EXERCISE INSTRUCTIONS: Work out the number of lines in the records that include the word "expected"; reply with that number alone.
(Beginning of RECORDS SUPPLIED)
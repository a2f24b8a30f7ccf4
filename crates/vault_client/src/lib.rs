mod amount;
mod assembler;
mod config;
mod error;
mod feed;
mod reader;
mod wallet;

pub use amount::{parse_sol_amount, parse_ui_amount, NATIVE_DECIMALS};
pub use assembler::{
    min_out_bound, sign_and_submit, AccountSnapshot, Assembler, Intent, TransactionPlan,
    DEFAULT_SLIPPAGE_PCT, MAX_SLIPPAGE_PCT,
};
pub use config::{
    ProgramConfig, DEFAULT_FOUNDER, DEFAULT_MINT, DEFAULT_PROGRAM_ID, DEFAULT_TREASURY,
};
pub use error::ClientError;
pub use feed::{fetch_events, FeedEvent};
pub use pda_util::parse_address;
pub use reader::VaultReader;
pub use wallet::{WalletEvent, WalletSession, WalletState};

#[cfg(test)]
mod tests {
    use solana_sdk::pubkey::Pubkey;
    use vault_codec::{BuyerState, VaultConfig};

    use super::*;

    fn assembler() -> Assembler {
        Assembler::new(ProgramConfig::mainnet())
    }

    fn vault_config(decimals: u8, price: u64) -> VaultConfig {
        VaultConfig {
            owner: Pubkey::new_unique(),
            total_supply: 150_000_000,
            presale_sold: 0,
            manual_price_lamports_per_10k: price,
            public_sale_active: true,
            mint: Pubkey::new_unique(),
            mint_decimals: decimals,
        }
    }

    fn eligible_buyer() -> BuyerState {
        BuyerState {
            whitelisted: true,
            total_tokens: 1_000,
            holding_since: 1_700_000_000,
            last_sell_at: 0,
            last_reward_claim_at: 0,
        }
    }

    fn fresh_snapshot() -> AccountSnapshot {
        AccountSnapshot {
            vault: Some(vault_config(9, 50_000_000)),
            buyer: None,
            buyer_holding_exists: false,
            vault_holding_exists: false,
        }
    }

    #[test]
    fn fresh_wallet_purchase_plans_two_creations_then_buy() {
        let asm = assembler();
        let wallet = Pubkey::new_unique();
        let plan = asm
            .plan(
                &wallet,
                &Intent::Purchase { lamports: 1_500_000_000 },
                &fresh_snapshot(),
            )
            .unwrap();

        assert_eq!(plan.instructions.len(), 3);
        assert_eq!(plan.fee_payer, wallet);

        let ata_program = spl_associated_token_account::id();
        assert_eq!(plan.instructions[0].program_id, ata_program);
        assert_eq!(plan.instructions[1].program_id, ata_program);
        assert_eq!(plan.instructions[2].program_id, asm.config().program_id);

        // Buyer's holding account first, then the vault's; payer is the
        // acting wallet on both.
        assert_eq!(plan.instructions[0].accounts[0].pubkey, wallet);
        assert_eq!(
            plan.instructions[0].accounts[1].pubkey,
            asm.config().holding(&wallet)
        );
        assert_eq!(plan.instructions[1].accounts[0].pubkey, wallet);
        assert_eq!(
            plan.instructions[1].accounts[1].pubkey,
            asm.config().vault_holding()
        );

        // The acting wallet is the only signer anywhere in the plan.
        let signers: Vec<Pubkey> = plan
            .instructions
            .iter()
            .flat_map(|ix| ix.accounts.iter())
            .filter(|meta| meta.is_signer)
            .map(|meta| meta.pubkey)
            .collect();
        assert!(!signers.is_empty());
        assert!(signers.iter().all(|pk| *pk == wallet));
    }

    #[test]
    fn existing_holdings_skip_creation_steps() {
        let asm = assembler();
        let wallet = Pubkey::new_unique();
        let snap = AccountSnapshot {
            buyer_holding_exists: true,
            vault_holding_exists: true,
            ..fresh_snapshot()
        };
        let plan = asm
            .plan(&wallet, &Intent::Purchase { lamports: 1 }, &snap)
            .unwrap();
        assert_eq!(plan.instructions.len(), 1);
    }

    #[test]
    fn zero_amount_is_rejected_not_submitted() {
        let asm = assembler();
        let wallet = Pubkey::new_unique();
        let err = asm
            .plan(&wallet, &Intent::Purchase { lamports: 0 }, &fresh_snapshot())
            .unwrap_err();
        assert!(matches!(err, ClientError::InvalidInput(_)));
    }

    #[test]
    fn claim_without_purchase_is_rejected_locally() {
        let asm = assembler();
        let wallet = Pubkey::new_unique();
        let snap = AccountSnapshot {
            buyer: Some(BuyerState {
                holding_since: 0,
                ..eligible_buyer()
            }),
            ..fresh_snapshot()
        };
        let err = asm.plan(&wallet, &Intent::Claim, &snap).unwrap_err();
        assert!(matches!(err, ClientError::Ineligible(_)));
    }

    #[test]
    fn claim_without_whitelist_is_rejected_locally() {
        let asm = assembler();
        let wallet = Pubkey::new_unique();
        let snap = AccountSnapshot {
            buyer: Some(BuyerState {
                whitelisted: false,
                ..eligible_buyer()
            }),
            ..fresh_snapshot()
        };
        let err = asm.plan(&wallet, &Intent::Claim, &snap).unwrap_err();
        assert!(matches!(err, ClientError::Ineligible(_)));
    }

    #[test]
    fn claim_for_unknown_buyer_is_rejected_locally() {
        let asm = assembler();
        let wallet = Pubkey::new_unique();
        let err = asm
            .plan(&wallet, &Intent::Claim, &fresh_snapshot())
            .unwrap_err();
        assert!(matches!(err, ClientError::Ineligible(_)));
    }

    #[test]
    fn swap_out_with_zero_holding_since_never_builds() {
        let asm = assembler();
        let wallet = Pubkey::new_unique();
        let snap = AccountSnapshot {
            buyer: Some(BuyerState {
                holding_since: 0,
                ..eligible_buyer()
            }),
            ..fresh_snapshot()
        };
        let err = asm
            .plan(
                &wallet,
                &Intent::SwapOut { tokens: 1_000, slippage_pct: None },
                &snap,
            )
            .unwrap_err();
        assert!(matches!(err, ClientError::Ineligible(_)));
    }

    #[test]
    fn swap_in_encodes_a_protected_min_out() {
        let asm = assembler();
        let wallet = Pubkey::new_unique();
        let snap = AccountSnapshot {
            buyer_holding_exists: true,
            vault_holding_exists: true,
            ..fresh_snapshot()
        };
        // 1.5 SOL at 0.05 SOL per 10k tokens, 9 decimals, 1% slippage:
        // expected = 1.5e9 * 1e4 * 1e9 / 5e7 = 3e14 base units.
        let plan = asm
            .plan(
                &wallet,
                &Intent::SwapIn { lamports: 1_500_000_000, slippage_pct: Some(1.0) },
                &snap,
            )
            .unwrap();
        assert_eq!(plan.instructions.len(), 1);
        let data = &plan.instructions[0].data;
        let min_out = u64::from_le_bytes(data[16..24].try_into().unwrap());
        assert_eq!(min_out, 297_000_000_000_000); // 3e14 * 0.99
    }

    #[test]
    fn slippage_is_clamped_and_never_zeroes_the_bound() {
        assert_eq!(min_out_bound(1_000_000, Some(0.0)), 1_000_000);
        // Outside [0, 50] clamps rather than rejects.
        assert_eq!(min_out_bound(1_000_000, Some(99.0)), 500_000);
        assert_eq!(min_out_bound(1_000_000, Some(-3.0)), 1_000_000);
        // Non-numeric input falls back to the default, not to zero.
        assert_eq!(
            min_out_bound(1_000_000, Some(f64::NAN)),
            min_out_bound(1_000_000, None)
        );
        assert!(min_out_bound(1_000_000, None) > 0);
        // Even a dust-sized expected output keeps a nonzero bound.
        assert_eq!(min_out_bound(1, Some(50.0)), 1);
    }

    #[test]
    fn sell_refuses_for_missing_treasury_cosigner() {
        let asm = assembler();
        let wallet = Pubkey::new_unique();
        let snap = AccountSnapshot {
            buyer: Some(eligible_buyer()),
            ..fresh_snapshot()
        };
        let err = asm
            .plan(&wallet, &Intent::Sell { tokens: 100 }, &snap)
            .unwrap_err();
        assert!(matches!(err, ClientError::MissingCosigner("treasury")));
    }

    #[test]
    fn founder_operations_require_the_founder_wallet() {
        let asm = assembler();
        let outsider = Pubkey::new_unique();
        let err = asm
            .plan(
                &outsider,
                &Intent::SetManualPrice { lamports_per_10k: 1 },
                &fresh_snapshot(),
            )
            .unwrap_err();
        assert!(matches!(err, ClientError::Ineligible(_)));

        let founder = asm.config().founder;
        let plan = asm
            .plan(
                &founder,
                &Intent::SetManualPrice { lamports_per_10k: 60_000_000 },
                &fresh_snapshot(),
            )
            .unwrap();
        assert_eq!(plan.instructions.len(), 1);
        assert_eq!(plan.fee_payer, founder);
    }

    #[test]
    fn self_whitelist_needs_no_holding_accounts() {
        let asm = assembler();
        let wallet = Pubkey::new_unique();
        let plan = asm
            .plan(&wallet, &Intent::SelfWhitelist, &AccountSnapshot::default())
            .unwrap();
        assert_eq!(plan.instructions.len(), 1);
        // buyer is the third account and must sign.
        let meta = &plan.instructions[0].accounts[2];
        assert_eq!(meta.pubkey, wallet);
        assert!(meta.is_signer);
    }

    #[test]
    fn swap_uses_on_chain_decimals_not_a_guess() {
        let asm = assembler();
        let wallet = Pubkey::new_unique();
        let mut snap = AccountSnapshot {
            buyer_holding_exists: true,
            vault_holding_exists: true,
            ..fresh_snapshot()
        };
        snap.vault = Some(vault_config(6, 50_000_000));
        let plan = asm
            .plan(
                &wallet,
                &Intent::SwapIn { lamports: 1_500_000_000, slippage_pct: Some(1.0) },
                &snap,
            )
            .unwrap();
        let data = &plan.instructions[0].data;
        let min_out = u64::from_le_bytes(data[16..24].try_into().unwrap());
        // Same trade at 6 decimals is a factor 1000 smaller.
        assert_eq!(min_out, 297_000_000_000);
    }
}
(End of RECORDS SUPPLIED)
WRITTEN ANSWER: 2